Page MenuHomePhabricator

RFC: Create temporary accounts for anonymous editors
Closed, ResolvedPublic

Assigned To
None
Authored By
Tgr
Apr 23 2016, 3:00 PM
Referenced Files
None
Tokens
"Like" token, awarded by Vedmaka."Love" token, awarded by hashar."Love" token, awarded by awight."Heartbreak" token, awarded by tom29739."Mountain of Wealth" token, awarded by jayvdb.

Description

  • Affected components: MediaWiki core, CheckUser extension.
  • Engineer for initial implementation: TBD.
  • Code steward: TBD.

Motivation

The existing method of attributing edits from anonymous users to their current IP address seems inadequate. Because:

  1. Exposure of a user's IP address to the public is a privacy problem (e.g. prosecution by a repressive regime, public embarrassment, stalking and harrassment, revealing real-world identity and location; see also Exposure of user IP addresses.)
  2. Edits from the same anonymous session cannot reliably be found by other users, due to varying IP addresses. This makes makes it difficult to review content and deal with on-wiki abuse. ("User contributions", and user blocking).
  3. The user cannot easily find their own edits. ("My contributions").
  4. The user cannot reliably communicate to others, or be communicated with, or receive notifications ("the talk page problem").

IP addresses change regularly for various reasons:

  • IPv6 users regularly change IP addresses due to SLAAC (even when their location does not change).
  • Mobile users regularly change IP addresses when moving closer to another cell tower.
  • Users regularly change IP addresses when switching between networks (cellular to WiFi and between WiFi, e.g. home WiFi, cellular, train WiFi, office WiFi).
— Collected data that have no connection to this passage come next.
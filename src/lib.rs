#![warn(clippy::all, clippy::pedantic)]
#![allow(clippy::module_name_repetitions)]

pub mod assembly;
pub mod error;
pub mod geom;
pub mod mechanics;

use std::collections::BTreeMap;
use std::fmt;

use assembly::{Assembly, AssemblySnapshot, DEFAULT_CURVE_SAMPLES, DimensionSet, ForcePoint, PartKind, PartMesh};
use error::CoiloverError;
use mechanics::SolverState;
use serde::Serialize;
use wasm_bindgen::JsError;
use wasm_bindgen::prelude::*;

cfg_if::cfg_if! {
    if #[cfg(all(feature = "console_error_panic_hook", target_arch = "wasm32"))] {
        #[wasm_bindgen(start)]
        pub fn initialize() {
            console_error_panic_hook::set_once();
            init_logger();
        }
    } else {
        #[wasm_bindgen(start)]
        pub fn initialize() {
            // no panic hook outside the browser
            init_logger();
        }
    }
}

#[cfg(feature = "debug_logs")]
fn init_logger() {
    use log::LevelFilter;
    use wasm_bindgen_console_logger::DEFAULT_LOGGER;
    if log::set_logger(&DEFAULT_LOGGER).is_ok() {
        log::set_max_level(LevelFilter::Debug);
    }
}

#[cfg(not(feature = "debug_logs"))]
fn init_logger() {
    // logging stays silent without the debug_logs feature
}

#[cfg(all(feature = "parallel", target_arch = "wasm32"))]
#[wasm_bindgen]
pub async fn initialize_parallel(worker_count: Option<u32>) -> Result<(), JsError> {
    let threads = worker_count
        .map(|count| count.max(1) as usize)
        .or_else(|| {
            std::thread::available_parallelism()
                .map(|value| value.get())
                .ok()
        })
        .unwrap_or(1);

    wasm_bindgen_rayon::init_thread_pool(threads)
        .await
        .map_err(|err| JsError::new(&format!("could not start the rayon thread pool: {err}")))
}

#[macro_export]
macro_rules! debug_log {
    ($($t:tt)*) => {{
        #[cfg(feature = "debug_logs")]
        {
            #[cfg(target_arch = "wasm32")]
            {
                ::web_sys::console::log_1(&::wasm_bindgen::JsValue::from_str(&format!($($t)*)));
            }
            #[cfg(not(target_arch = "wasm32"))]
            {
                println!("{}", format!($($t)*));
            }
        }
    }};
}

/// Failures of the engine facade.
#[derive(Debug, thiserror::Error, Clone, PartialEq)]
pub enum EngineError {
    #[error("no valid dimension set has been applied")]
    NoAssembly,
    #[error("assembly has not been evaluated since the last change")]
    NotEvaluated,
    #[error(transparent)]
    Coilover(#[from] CoiloverError),
}

/// One part as handed to the renderer.
#[derive(Debug, Clone, PartialEq, Serialize)]
pub struct PartExport {
    pub id: &'static str,
    pub kind: PartKind,
    pub color: [f64; 3],
    pub vertices: Vec<[f64; 3]>,
    pub indices: Vec<u32>,
    #[serde(skip_serializing_if = "Option::is_none")]
    pub normals: Option<Vec<[f64; 3]>>,
}

impl From<&PartMesh> for PartExport {
    fn from(part: &PartMesh) -> Self {
        Self {
            id: part.kind.id(),
            kind: part.kind,
            color: part.color,
            vertices: part.mesh.positions.clone(),
            indices: part.mesh.indices.clone(),
            normals: part.mesh.normals.clone(),
        }
    }
}

/// Parts that appeared, changed or disappeared since the previous diff.
#[derive(Debug, Default, Clone, PartialEq, Serialize)]
pub struct GeometryDiff {
    pub added: Vec<PartExport>,
    pub updated: Vec<PartExport>,
    pub removed: Vec<&'static str>,
}

impl GeometryDiff {
    #[must_use]
    pub fn is_empty(&self) -> bool {
        self.added.is_empty() && self.updated.is_empty() && self.removed.is_empty()
    }
}

/// Numbers shown next to the 3D view.
#[derive(Debug, Clone, Copy, PartialEq, Serialize)]
pub struct Readout {
    pub travel_percent: f64,
    pub travel: f64,
    pub strut_length: f64,
    pub strut_length_min: f64,
    pub strut_length_max: f64,
    pub available_length: f64,
    pub main_length: f64,
    #[serde(skip_serializing_if = "Option::is_none")]
    pub helper_length: Option<f64>,
    pub force: f64,
    pub state: SolverState,
    pub state_label: &'static str,
    pub main_active_coils: f64,
    #[serde(skip_serializing_if = "Option::is_none")]
    pub helper_active_coils: Option<f64>,
}

/// Public entry point for consumers.
#[wasm_bindgen]
pub struct Engine {
    initialized: bool,
    dimensions: DimensionSet,
    assembly: Option<Assembly>,
    travel_fraction: f64,
    snapshot: Option<AssemblySnapshot>,
    snapshot_dirty: bool,
    geometry_map: BTreeMap<PartKind, PartExport>,
}

impl Default for Engine {
    fn default() -> Self {
        Self::new()
    }
}

#[wasm_bindgen]
impl Engine {
    /// Starts from the default dimension set at full extension.
    #[wasm_bindgen(constructor)]
    pub fn new() -> Engine {
        let dimensions = DimensionSet::default();
        let assembly = match Assembly::new(&dimensions) {
            Ok(assembly) => Some(assembly),
            Err(err) => {
                log::warn!("default dimensions rejected: {err}");
                None
            }
        };

        Engine {
            initialized: true,
            dimensions,
            assembly,
            travel_fraction: 0.0,
            snapshot: None,
            snapshot_dirty: true,
            geometry_map: BTreeMap::new(),
        }
    }

    #[wasm_bindgen]
    pub fn is_initialized(&self) -> bool {
        self.initialized
    }

    /// Accepts a (partial) dimension object; missing fields take defaults.
    #[wasm_bindgen]
    pub fn set_dimensions(&mut self, value: JsValue) -> Result<(), JsValue> {
        let dimensions: DimensionSet = serde_wasm_bindgen::from_value(value).map_err(to_js_error)?;
        self.apply_dimensions(dimensions).map_err(to_js_error)
    }

    #[wasm_bindgen]
    pub fn get_dimensions(&self) -> Result<JsValue, JsValue> {
        serde_wasm_bindgen::to_value(&self.dimensions).map_err(|err| JsError::new(&err.to_string()).into())
    }

    /// Travel in percent of the usable stroke; clamped to `[0, 100]`.
    #[wasm_bindgen]
    pub fn set_travel(&mut self, percent: f64) -> Result<(), JsValue> {
        if !percent.is_finite() {
            return Err(js_error("travel must be a finite number"));
        }
        self.travel_percent(percent);
        Ok(())
    }

    #[wasm_bindgen]
    pub fn evaluate(&mut self) -> Result<(), JsValue> {
        self.evaluate_snapshot().map_err(to_js_error)
    }

    /// Part geometry of the last evaluation as a diff against the previous call.
    #[wasm_bindgen]
    pub fn get_geometry(&mut self) -> Result<JsValue, JsValue> {
        let diff = self.geometry_diff().map_err(to_js_error)?;
        serde_wasm_bindgen::to_value(&diff).map_err(|err| JsError::new(&err.to_string()).into())
    }

    #[wasm_bindgen]
    pub fn get_readout(&self) -> Result<JsValue, JsValue> {
        let readout = self.readout().map_err(to_js_error)?;
        serde_wasm_bindgen::to_value(&readout).map_err(|err| JsError::new(&err.to_string()).into())
    }

    /// `(travel, force)` samples for the plot; 150 samples when omitted.
    #[wasm_bindgen]
    pub fn get_force_curve(&self, samples: Option<u32>) -> Result<JsValue, JsValue> {
        let samples = samples.map_or(DEFAULT_CURVE_SAMPLES, |count| count as usize);
        let curve = self.force_curve(samples).map_err(to_js_error)?;
        serde_wasm_bindgen::to_value(&curve).map_err(|err| JsError::new(&err.to_string()).into())
    }
}

impl Engine {
    #[must_use]
    pub fn dimensions(&self) -> &DimensionSet {
        &self.dimensions
    }

    #[must_use]
    pub fn snapshot(&self) -> Option<&AssemblySnapshot> {
        self.snapshot.as_ref()
    }

    /// Validates and lays out `dimensions`. On error the previous assembly
    /// stays in place.
    pub fn apply_dimensions(&mut self, dimensions: DimensionSet) -> Result<(), EngineError> {
        let assembly = Assembly::new(&dimensions)?;
        self.dimensions = dimensions;
        self.assembly = Some(assembly);
        self.snapshot_dirty = true;
        Ok(())
    }

    /// Sets the travel and returns the clamped percentage.
    pub fn travel_percent(&mut self, percent: f64) -> f64 {
        let percent = if percent.is_nan() { 0.0 } else { clamp(percent, 0.0, 100.0) };
        let fraction = percent / 100.0;
        if fraction != self.travel_fraction {
            self.travel_fraction = fraction;
            self.snapshot_dirty = true;
        }
        percent
    }

    pub fn evaluate_snapshot(&mut self) -> Result<(), EngineError> {
        if !self.snapshot_dirty && self.snapshot.is_some() {
            return Ok(());
        }

        let assembly = self.assembly.as_ref().ok_or(EngineError::NoAssembly)?;
        let snapshot = assembly.snapshot(self.travel_fraction)?;
        debug_log!(
            "evaluated {} parts at {:.1}% travel",
            snapshot.parts.len(),
            self.travel_fraction * 100.0
        );

        self.snapshot = Some(snapshot);
        self.snapshot_dirty = false;
        Ok(())
    }

    pub fn geometry_diff(&mut self) -> Result<GeometryDiff, EngineError> {
        if self.snapshot_dirty {
            return Err(EngineError::NotEvaluated);
        }

        let Some(snapshot) = self.snapshot.as_ref() else {
            return Ok(GeometryDiff::default());
        };

        let mut diff = GeometryDiff::default();
        let mut next_geometry_map = BTreeMap::new();

        for part in &snapshot.parts {
            let export = PartExport::from(part);
            match self.geometry_map.get(&part.kind) {
                Some(existing) if *existing == export => {}
                Some(_) => diff.updated.push(export.clone()),
                None => diff.added.push(export.clone()),
            }
            next_geometry_map.insert(part.kind, export);
        }

        for kind in self.geometry_map.keys() {
            if !next_geometry_map.contains_key(kind) {
                diff.removed.push(kind.id());
            }
        }

        self.geometry_map = next_geometry_map;
        Ok(diff)
    }

    pub fn readout(&self) -> Result<Readout, EngineError> {
        let assembly = self.assembly.as_ref().ok_or(EngineError::NoAssembly)?;
        let geometry = assembly.layout().geometry();
        let state = assembly.travel_state(self.travel_fraction);

        Ok(Readout {
            travel_percent: state.fraction * 100.0,
            travel: state.travel,
            strut_length: state.strut_length,
            strut_length_min: geometry.strut_length_min,
            strut_length_max: geometry.strut_length_max,
            available_length: state.available_length,
            main_length: state.solution.main_length,
            helper_length: state.solution.helper_length,
            force: state.solution.force,
            state: state.solution.state,
            state_label: state.solution.state.label(),
            main_active_coils: geometry.main.active_coils,
            helper_active_coils: geometry.helper.map(|h| h.active_coils),
        })
    }

    pub fn force_curve(&self, samples: usize) -> Result<Vec<ForcePoint>, EngineError> {
        let assembly = self.assembly.as_ref().ok_or(EngineError::NoAssembly)?;
        Ok(assembly.force_curve(samples)?)
    }
}

fn clamp(value: f64, min: f64, max: f64) -> f64 {
    value.max(min).min(max)
}

fn to_js_error<E: fmt::Display>(error: E) -> JsValue {
    js_error(&error.to_string())
}

fn js_error(message: &str) -> JsValue {
    #[cfg(target_arch = "wasm32")]
    {
        JsError::new(message).into()
    }
    #[cfg(not(target_arch = "wasm32"))]
    {
        let _ = message;
        JsValue::NULL
    }
}

#[cfg(test)]
mod tests {
    use super::*;

    #[test]
    fn travel_is_clamped_to_percent_range() {
        let mut engine = Engine::new();
        assert_eq!(engine.travel_percent(-20.0), 0.0);
        assert_eq!(engine.travel_percent(250.0), 100.0);
        assert_eq!(engine.travel_percent(f64::NAN), 0.0);
        assert_eq!(engine.travel_percent(42.0), 42.0);
    }

    #[test]
    fn geometry_requires_evaluation() {
        let mut engine = Engine::new();
        assert_eq!(engine.geometry_diff(), Err(EngineError::NotEvaluated));
        engine.evaluate_snapshot().expect("evaluate");
        assert!(engine.geometry_diff().is_ok());
    }

    #[test]
    fn unchanged_travel_keeps_snapshot_clean() {
        let mut engine = Engine::new();
        engine.evaluate_snapshot().expect("evaluate");
        engine.travel_percent(0.0);
        assert!(engine.geometry_diff().is_ok());
    }

    #[test]
    fn export_copies_part_buffers() {
        let mut engine = Engine::new();
        engine.evaluate_snapshot().expect("evaluate");
        let snapshot = engine.snapshot().expect("snapshot");
        let part = snapshot.part(PartKind::Shaft).expect("shaft");
        let export = PartExport::from(part);

        assert_eq!(export.id, "shaft");
        assert_eq!(export.vertices.len(), part.mesh.positions.len());
        assert_eq!(export.indices, part.mesh.indices);
        assert_eq!(export.color, PartKind::Shaft.color());
    }
}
Also, when an IP editor is asked to register and does so, they get detached from their former contributions.

Requirements

(Specify the requirements that a proposal should meet.)

  • Edits by unregistered users are attributed to an identifier that is not based on personal information (such as IP address or Geo location).
  • Edits by unregistered users are attributed to an identifier that remains consistent within a browser session.

Exploration

Proposal

Attribute edits by unregistered users to a session ID instead of the current IP address.

Open questions:

  1. What will the session ID be based on?
    • The first IP address used during that session. (Rejected, per privacy reasons)
    • Auto-increment? UUID? Random? Random human-readable (e.g. diceware)?
  2. To what extend should these sessions act like real account?
  3. Should these be convertible to real accounts? If so, under what circumstances do we allow that, and how would that work?
  4. How can anti-abuse tools and workflows be adapted?

Benefits:

Prior art:

Related:


Original task description at T172477 by @tstarling

In T171382 it was asserted that some IPv6 users regularly change IP addresses within a /64 block, due to SLAAC (RFC 4862). As such, the existing method of attributing edits to anonymous users seems inadequate.

I did some queries on recent anonymous IPv6 edits in the enwiki recentchanges table. My impression is that this does indeed happen, but the problem is worse than described: some IPv6 users use a mobile connection, and in fact routinely move around a block much larger than /64.

I've long dreamed of attributing anonymous edits to a session ID instead of an IP address, since this would fix T20981: Allow anonymising of unregistered users ("IP editors") and T12957: Allow logged in user to reclaim previous anon edits, but due to abuse control considerations, it seems unlikely that this will win community support. This proposal is a compromise, fixing only one of those two bugs, by attributing edits to a session ID which is publicly associated with the first IP address used during that session.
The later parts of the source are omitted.